Y las últimas figuras que recuerdo fueron como tres chapas unidas, de mayor a menor, semejantes a esos colgantes que se ponen en los collares incaicos. Tiraban a color estaño brillante. Éstas se desplazaban desde Almería hacia los Pirineos.
Y, claro, manchas de todo tipo que me recordaron, mucho, a los expresionistas abstractos americanos: Mark Rothko, Clyfford Still, Jackson Pollock... Nunca he tomado LSD ni ninguna droga alucinógena, pero tuve visiones psicodélicas.
Fue una experiencia muy entretenida, apasionante. Tanto que al final le pregunté si grababa sus operaciones. Y, cordialísimo y sonriendo, me dijo que me regalaría el vídeo. ¡Qué segundo regalazo!
No es que yo le aconseje a Vd., que se opere de cataratas pero, si lo hace, dispóngase a una ver una película muy entretenida.
Y prepárese para la sorpresa bestial cuando al día siguiente se quite las gafas negras: el mundo habrá cambiado de color: todo es clarísimo, brillante, vital, feliz.
Cuando vuelva a ver, con mis ojos, a Soledad Villamil, descubriré, entonces sí, el secreto de sus ojos.
Patricia y Ángel Los padres de nuestro –de todos- querido Gabriel están dando una lección admirable de valores morales a un mundo en el que -¡ay, las redes!- crecen el odio y las bajas pasiones, y se deteriora la convivencia.
Han unido el alma de Almería. Son los mejores ejemplos del mérito civil: apóstoles de la concordia, de la bondad, en toda España. Patricia -¡qué grandioso ser humano!- es la representación más descarnada del Bien sobre el Mal.
Los admiro y los quiero. Y, sobre todo –y siempre- a su luminoso Pescaíllo.
5 años de papado ¡Qué deprisa corre el tiempo! Me parece que fue ayer cuando vi asomarse al balcón del Vaticano al Papa llegado desde el fin de mundo para reconvertir la aristocrática Iglesia Católica del distante Benedicto XVI en la cercana Iglesia de los pobres “llamada a salir de sí misma e ir hacia las periferias”, en la que “los sacerdotes han de ser pastores con olor a oveja”.

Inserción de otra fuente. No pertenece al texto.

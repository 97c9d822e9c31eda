//! Per-key min/mean/max over huge `<key>;<value>` files.

pub mod config;
pub mod error;
pub mod format;
pub mod line;
pub mod number;
pub mod pipeline;
pub mod pool;
pub mod reader;
pub mod store;

pub use config::{Config, InputMode, NumberMode, StoreKind};
pub use error::{Error, Result};
pub use format::Summary;
pub use pipeline::{solve_path, solve_reader};
pub use store::{HashStore, SortedStore, Statistics, Store};
use std::num::NonZeroUsize;

use clap::ValueEnum;

use crate::error::{Error, Result};

/// 64 KiB, sixteen 4 KiB OS pages.
pub const DEFAULT_PAGE_SIZE: usize = 1 << 16;
/// Pages queued per worker before the reader blocks.
pub const QUEUE_PAGES_PER_WORKER: usize = 10;
/// Smallest page that still holds a record and its terminator.
pub const MIN_PAGE_SIZE: usize = 8;

#[derive(Debug, Clone, Copy, PartialEq, Eq, Default, ValueEnum)]
pub enum StoreKind {
    /// hashbrown map, sorted once before output.
    #[default]
    Hash,
    /// Binary-searched vector kept in key order. Only worth it for a few
    /// hundred distinct keys.
    Sorted,
}

#[derive(Debug, Clone, Copy, PartialEq, Eq, Default)]
pub enum NumberMode {
    /// Validate `[-]d+.d` before converting; bad input is an error.
    #[default]
    Checked,
    /// Skip validation. Malformed input yields an unspecified value.
    Unchecked,
}

#[derive(Debug, Clone, Copy, PartialEq, Eq, Default)]
pub enum InputMode {
    /// Plain `read(2)` calls into pooled pages.
    #[default]
    Read,
    /// Map the file and copy out of the mapping into pooled pages.
    Mmap,
}

#[derive(Debug, Clone)]
pub struct Config {
    pub workers: usize,
    pub page_size: usize,
    pub queue_depth: usize,
    pub store: StoreKind,
    pub number: NumberMode,
    pub input: InputMode,
    /// `None` lets the pool grow on demand.
    pub pool_limit: Option<usize>,
}

impl Default for Config {
    fn default() -> Self {
        let workers = std::thread::available_parallelism()
            .map(NonZeroUsize::get)
            .unwrap_or(1);
        Self::with_workers(workers)
    }
}

impl Config {
    pub fn with_workers(workers: usize) -> Self {
        Config {
            workers,
            page_size: DEFAULT_PAGE_SIZE,
            queue_depth: workers.max(1) * QUEUE_PAGES_PER_WORKER,
            store: StoreKind::default(),
            number: NumberMode::default(),
            input: InputMode::default(),
            pool_limit: None,
        }
    }

    pub fn validate(&self) -> Result<()> {
        if self.workers == 0 {
            return Err(Error::Config("at least one worker is required".into()));
        }
        if self.queue_depth == 0 {
            return Err(Error::Config("queue depth must be positive".into()));
        }
        if self.page_size < MIN_PAGE_SIZE {
            return Err(Error::Config(format!(
                "page size {} is below the minimum of {MIN_PAGE_SIZE} bytes",
                self.page_size
            )));
        }
        if self.pool_limit == Some(0) {
            return Err(Error::Config("pool limit must be positive".into()));
        }
        Ok(())
    }
}
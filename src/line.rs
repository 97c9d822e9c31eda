use crate::config::NumberMode;
use crate::error::{Error, Result};
use crate::number::parse_number;

pub const SEPARATOR: u8 = b';';

/// One parsed record. `key` borrows from the page it was read from and must
/// be copied before it outlives that page.
#[derive(Debug, Clone, Copy, PartialEq)]
pub struct Record<'a> {
    pub key: &'a [u8],
    pub value: f64,
}

/// Splits a record (terminator excluded) into key and numeric literal.
///
/// The separator is searched from the right: the literal is at most a
/// handful of bytes while keys are arbitrary length.
#[inline]
pub fn split_line(line: &[u8]) -> Result<(&[u8], &[u8])> {
    match memchr::memrchr(SEPARATOR, line) {
        Some(at) => Ok((&line[..at], &line[at + 1..])),
        None => Err(Error::malformed_record(line)),
    }
}

#[inline]
pub fn parse_line(line: &[u8], mode: NumberMode) -> Result<Record<'_>> {
    let (key, literal) = split_line(line)?;
    let value = parse_number(literal, mode)?;
    Ok(Record { key, value })
}
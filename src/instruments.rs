// SPDX-License-Identifier: MIT
//! Metric instruments created once at startup and shared by every request.
use opentelemetry::metrics::{Counter, Meter};

use crate::error::TelemetryError;

pub const HELLO_REQUESTS: &str = "hello.requests";

const MAX_NAME_LEN: usize = 255;
const MAX_UNIT_LEN: usize = 63;

/// Instruments recorded by the `/hello` handler.
#[derive(Clone, Debug)]
pub struct HelloInstruments {
    /// Incremented once per request, tagged with `endpoint`.
    pub requests: Counter<u64>,
}

impl HelloInstruments {
    pub fn new(meter: &Meter) -> Result<Self, TelemetryError> {
        Ok(Self {
            requests: counter(meter, HELLO_REQUESTS, "Number of hello requests", "1")?,
        })
    }
}

/// Create a monotonic `u64` counter after checking the name and unit.
///
/// The SDK silently hands back a no-op instrument for bad names; validating up front turns
/// that into a startup error instead of a counter that never reports.
///
/// # Errors
/// [`TelemetryError::InstrumentCreation`] if `name` or `unit` break the OpenTelemetry rules.
pub fn counter(
    meter: &Meter,
    name: &'static str,
    description: &'static str,
    unit: &'static str,
) -> Result<Counter<u64>, TelemetryError> {
    validate_name(name)?;
    validate_unit(name, unit)?;
    Ok(meter
        .u64_counter(name)
        .with_description(description)
        .with_unit(unit)
        .build())
}

fn validate_name(name: &str) -> Result<(), TelemetryError> {
    let reject = |reason| {
        Err(TelemetryError::InstrumentCreation {
            name: name.to_string(),
            reason,
        })
    };

    let mut chars = name.chars();
    match chars.next() {
        None => return reject("name is empty"),
        Some(first) if !first.is_ascii_alphabetic() => {
            return reject("name must start with an ASCII letter")
        }
        Some(_) => {}
    }
    if name.len() > MAX_NAME_LEN {
        return reject("name is longer than 255 characters");
    }
    if !chars.all(|c| c.is_ascii_alphanumeric() || matches!(c, '_' | '.' | '-' | '/')) {
        return reject("name may only contain ASCII alphanumerics and `_ . - /`");
    }
    Ok(())
}

fn validate_unit(name: &str, unit: &str) -> Result<(), TelemetryError> {
    if unit.len() > MAX_UNIT_LEN || !unit.is_ascii() {
        return Err(TelemetryError::InstrumentCreation {
            name: name.to_string(),
            reason: "unit must be ASCII and at most 63 characters",
        });
    }
    Ok(())
}
// SPDX-License-Identifier: MIT
//! The instrumented `/hello` handler.
//!
//! Each request opens a `hello-handler` span (child of any inbound `traceparent`), bumps the
//! `hello.requests` counter and emits one log record, all tied together by a
//! [`RequestContext`]. The span ends when that context is dropped, on every exit path.
use std::sync::Arc;
use std::time::SystemTime;

use axum::extract::State;
use axum::http::{header, HeaderMap, HeaderValue, Method, StatusCode};
use axum::response::{IntoResponse, Response};
use opentelemetry::logs::{AnyValue, LogRecord as _, Logger as _, Severity};
use opentelemetry::propagation::{Extractor, TextMapPropagator};
use opentelemetry::trace::{SpanKind, Status, TraceContextExt, Tracer as _};
use opentelemetry::{Context, KeyValue};
use opentelemetry_sdk::logs::SdkLogger;
use opentelemetry_sdk::propagation::TraceContextPropagator;
use opentelemetry_sdk::trace::SdkTracer;
use serde::Serialize;

use crate::error::TelemetryError;
use crate::instruments::HelloInstruments;
use crate::telemetry::Telemetry;

pub const HELLO_ROUTE: &str = "/hello";
pub const HANDLER_SPAN: &str = "hello-handler";
pub const LOG_BODY: &str = "Hello endpoint called";

/// Shared, read-only handler state.
#[derive(Clone)]
pub struct AppState {
    inner: Arc<Inner>,
}

struct Inner {
    tracer: SdkTracer,
    logger: SdkLogger,
    instruments: HelloInstruments,
    propagator: TraceContextPropagator,
    greeting: String,
}

impl AppState {
    /// Look up the tracer, meter and logger on `telemetry` and create the instruments.
    ///
    /// # Errors
    /// [`TelemetryError::InstrumentCreation`] if the counter cannot be created.
    pub fn new(telemetry: &Telemetry, greeting_source: &str) -> Result<Self, TelemetryError> {
        let instruments = HelloInstruments::new(&telemetry.meter())?;
        Ok(Self {
            inner: Arc::new(Inner {
                tracer: telemetry.tracer(),
                logger: telemetry.logger(),
                instruments,
                propagator: TraceContextPropagator::new(),
                greeting: format!("Hello from {greeting_source}!"),
            }),
        })
    }

    /// Start the request span as a child of whatever context `headers` carry.
    pub fn begin(&self, method: &Method, headers: &HeaderMap) -> RequestContext {
        let parent = self.inner.propagator.extract(&HeaderExtractor(headers));
        let span = self
            .inner
            .tracer
            .span_builder(HANDLER_SPAN)
            .with_kind(SpanKind::Server)
            .with_attributes([
                KeyValue::new("http.method", method.as_str().to_owned()),
                KeyValue::new("http.route", HELLO_ROUTE),
            ])
            .start_with_context(&self.inner.tracer, &parent);
        RequestContext {
            cx: parent.with_span(span),
        }
    }

    /// Record the counter increment and log record for one request.
    ///
    /// Both calls only enqueue into the SDK; nothing here can fail the request.
    pub fn record(&self, request: &RequestContext) {
        let _attached = request.context().clone().attach();

        let attributes = [KeyValue::new("endpoint", HELLO_ROUTE)];
        self.inner.instruments.requests.add(1, &attributes);

        let logger = &self.inner.logger;
        let now = SystemTime::now();
        let span_context = request.context().span().span_context().clone();
        let mut record = logger.create_log_record();
        record.set_timestamp(now);
        record.set_observed_timestamp(now);
        record.set_severity_number(Severity::Info);
        record.set_severity_text("INFO");
        record.set_body(AnyValue::String(LOG_BODY.into()));
        record.add_attribute("endpoint", AnyValue::String(HELLO_ROUTE.into()));
        record.set_trace_context(
            span_context.trace_id(),
            span_context.span_id(),
            Some(span_context.trace_flags()),
        );
        logger.emit(record);
    }

    pub fn greeting(&self) -> &str {
        &self.inner.greeting
    }
}

/// Per-request correlation token carrying the active span.
///
/// Dropping it ends the span; ending is idempotent, so an explicit end earlier is harmless.
pub struct RequestContext {
    cx: Context,
}

impl RequestContext {
    pub fn context(&self) -> &Context {
        &self.cx
    }

    pub fn set_status(&self, status: Status) {
        self.cx.span().set_status(status);
    }
}

impl Drop for RequestContext {
    fn drop(&mut self) {
        self.cx.span().end();
    }
}

#[derive(Debug, Serialize)]
pub struct HelloResponse<'a> {
    pub message: &'a str,
}

/// `GET`/`POST`/any `/hello`.
pub async fn hello(State(state): State<AppState>, method: Method, headers: HeaderMap) -> Response {
    let payload = HelloResponse {
        message: state.greeting(),
    };
    respond(&state, &method, &headers, &payload)
}

/// Run the full instrumented request flow around `payload`.
///
/// Encoding failures answer `500` and mark the span as errored; they are not retried.
pub fn respond<T: Serialize>(
    state: &AppState,
    method: &Method,
    headers: &HeaderMap,
    payload: &T,
) -> Response {
    let request = state.begin(method, headers);
    state.record(&request);

    match encode_json(payload) {
        Ok(response) => {
            request.set_status(Status::Ok);
            response
        }
        Err(err) => {
            tracing::error!(route = HELLO_ROUTE, error = %err, "response encoding failed");
            request.set_status(Status::error(err.to_string()));
            (StatusCode::INTERNAL_SERVER_ERROR, "failed to encode response").into_response()
        }
    }
}

fn encode_json<T: Serialize>(payload: &T) -> Result<Response, TelemetryError> {
    let body = serde_json::to_vec(payload)?;
    Ok((
        [(header::CONTENT_TYPE, HeaderValue::from_static("application/json"))],
        body,
    )
        .into_response())
}

struct HeaderExtractor<'a>(&'a HeaderMap);

impl Extractor for HeaderExtractor<'_> {
    fn get(&self, key: &str) -> Option<&str> {
        self.0.get(key).and_then(|v| v.to_str().ok())
    }

    fn keys(&self) -> Vec<&str> {
        self.0.keys().map(|k| k.as_str()).collect()
    }
}
// SPDX-License-Identifier: MIT
//! A minimal HTTP service that emits correlated traces, metrics and logs over OTLP.
//!
//! Every request to `/hello` opens a span, increments a counter and emits a log record that
//! carries the span's trace id. All three signals are batched and pushed to one collector,
//! and the service drains them in a fixed order on SIGINT/SIGTERM.
//!
//! Modules, leaves first:
//! * [`config`] – endpoint, service identity and server settings from the environment.
//! * [`telemetry`] – resource, OTLP exporters and the three SDK providers.
//! * [`instruments`] – validated metric instruments.
//! * [`handler`] – the instrumented `/hello` handler and its [`handler::RequestContext`].
//! * [`server`] – routing, graceful serving and termination signals.
//! * [`lifecycle`] – [`lifecycle::Service`], which ties startup, serving and shutdown together.
//!
//! # Feature Flags
//! * `console-log` (default) – add a compact console formatter (file/line/thread id).
//! * `otlp-log` – also bridge `tracing` events into the OTLP log pipeline.
//!
//! # Quick Start
//! ```no_run
//! use hello_otel::config::AppConfig;
//! use hello_otel::lifecycle::Service;
//! use hello_otel::server::shutdown_signal;
//! #[tokio::main]
//! async fn main() -> anyhow::Result<()> {
//!     let config = AppConfig::default();
//!     let service = Service::build(&config)?;
//!     service.telemetry().install_subscriber()?;
//!     let listener = tokio::net::TcpListener::bind(config.listen_addr).await?;
//!     service.run(listener, shutdown_signal()).await;
//!     Ok(())
//! }
//! ```
pub mod config;
pub mod error;
pub mod handler;
pub mod instruments;
pub mod lifecycle;
pub mod server;
pub mod telemetry;

pub use error::{Signal, TelemetryError};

Parece que se le resiste el desmontaje de la Curia, pero es un hombre –de la calle- cuyo ejemplo nos hace mejores. No sólo a los católicos.
Stephen Hawking He admirado a Stephen Hawking, más que por su saber, su labor divulgadora sobre el Big Bang y el tiempo y su recelo de la inteligencia artificial, por su ejemplo de lucha: imposibilitado de mover ni un dedo y limitado a una silla de ruedas y a tener que hablar a través de un sintetizador activado por los músculos de su cara, por un ELA diagnosticado cuando tenía 21 años, pese a lo cual, ya irreversiblemente enfermo, se casó dos veces y tuvo tres hijos. No podemos ser más inteligentes, pero sí luchadores.